=== EXERCISE PROMPT ===
Filter the records below for the word "Option". Keep each line that has it.

=== EXERCISE INPUT ===
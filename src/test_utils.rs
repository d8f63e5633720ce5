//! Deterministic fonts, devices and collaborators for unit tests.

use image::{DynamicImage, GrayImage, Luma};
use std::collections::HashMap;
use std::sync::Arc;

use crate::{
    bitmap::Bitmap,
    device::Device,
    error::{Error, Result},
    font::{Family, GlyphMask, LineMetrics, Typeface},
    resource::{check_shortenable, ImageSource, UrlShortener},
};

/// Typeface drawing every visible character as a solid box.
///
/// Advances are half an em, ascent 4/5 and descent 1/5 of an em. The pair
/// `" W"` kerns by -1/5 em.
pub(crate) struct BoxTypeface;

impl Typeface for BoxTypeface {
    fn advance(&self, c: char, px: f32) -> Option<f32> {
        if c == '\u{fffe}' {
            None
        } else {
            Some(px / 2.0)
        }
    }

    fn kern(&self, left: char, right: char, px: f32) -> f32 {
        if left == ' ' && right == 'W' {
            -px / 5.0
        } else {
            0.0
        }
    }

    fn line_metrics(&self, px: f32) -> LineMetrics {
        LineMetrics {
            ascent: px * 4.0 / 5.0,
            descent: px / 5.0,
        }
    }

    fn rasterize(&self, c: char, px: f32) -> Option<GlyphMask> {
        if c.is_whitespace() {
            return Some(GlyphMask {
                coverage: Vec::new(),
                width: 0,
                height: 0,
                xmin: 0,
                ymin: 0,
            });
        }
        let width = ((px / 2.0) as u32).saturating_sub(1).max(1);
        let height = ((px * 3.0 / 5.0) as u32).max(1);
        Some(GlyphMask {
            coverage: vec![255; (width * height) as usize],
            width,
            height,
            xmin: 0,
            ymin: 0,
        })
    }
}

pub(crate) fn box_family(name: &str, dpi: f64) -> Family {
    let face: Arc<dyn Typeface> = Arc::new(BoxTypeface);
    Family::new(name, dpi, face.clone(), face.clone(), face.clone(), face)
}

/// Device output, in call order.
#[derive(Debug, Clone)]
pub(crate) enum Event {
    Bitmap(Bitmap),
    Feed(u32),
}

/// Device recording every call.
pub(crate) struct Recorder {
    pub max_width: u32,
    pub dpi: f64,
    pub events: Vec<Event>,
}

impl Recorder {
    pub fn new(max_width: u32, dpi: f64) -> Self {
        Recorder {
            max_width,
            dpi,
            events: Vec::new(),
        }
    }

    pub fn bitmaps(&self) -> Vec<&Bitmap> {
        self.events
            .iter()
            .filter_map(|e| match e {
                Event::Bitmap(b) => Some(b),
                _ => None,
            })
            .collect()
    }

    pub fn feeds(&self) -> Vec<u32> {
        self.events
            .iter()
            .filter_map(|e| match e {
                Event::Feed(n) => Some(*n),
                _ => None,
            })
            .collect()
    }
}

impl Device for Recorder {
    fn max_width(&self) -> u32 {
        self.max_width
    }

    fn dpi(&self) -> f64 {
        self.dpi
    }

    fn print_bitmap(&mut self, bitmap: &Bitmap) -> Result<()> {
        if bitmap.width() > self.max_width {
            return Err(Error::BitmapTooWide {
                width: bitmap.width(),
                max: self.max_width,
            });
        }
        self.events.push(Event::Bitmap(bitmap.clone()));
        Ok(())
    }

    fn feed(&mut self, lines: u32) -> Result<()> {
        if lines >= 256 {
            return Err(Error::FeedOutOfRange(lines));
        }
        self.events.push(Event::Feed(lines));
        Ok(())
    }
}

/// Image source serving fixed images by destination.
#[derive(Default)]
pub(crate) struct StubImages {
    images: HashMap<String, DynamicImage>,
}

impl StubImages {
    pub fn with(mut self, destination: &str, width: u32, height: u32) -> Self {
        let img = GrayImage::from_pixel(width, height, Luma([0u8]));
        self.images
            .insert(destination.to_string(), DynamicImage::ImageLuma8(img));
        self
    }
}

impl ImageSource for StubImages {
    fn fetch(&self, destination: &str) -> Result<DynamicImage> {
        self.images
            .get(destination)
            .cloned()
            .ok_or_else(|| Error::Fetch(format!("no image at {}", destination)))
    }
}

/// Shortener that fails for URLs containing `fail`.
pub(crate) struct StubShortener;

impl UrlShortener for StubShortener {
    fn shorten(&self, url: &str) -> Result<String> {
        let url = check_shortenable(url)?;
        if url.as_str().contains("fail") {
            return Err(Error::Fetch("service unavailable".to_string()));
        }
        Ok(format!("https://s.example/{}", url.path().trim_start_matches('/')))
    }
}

=== EXERCISE RESPONSE ===
    fn advance(&self, c: char, px: f32) -> Option<f32> {
    fn rasterize(&self, c: char, px: f32) -> Option<GlyphMask> {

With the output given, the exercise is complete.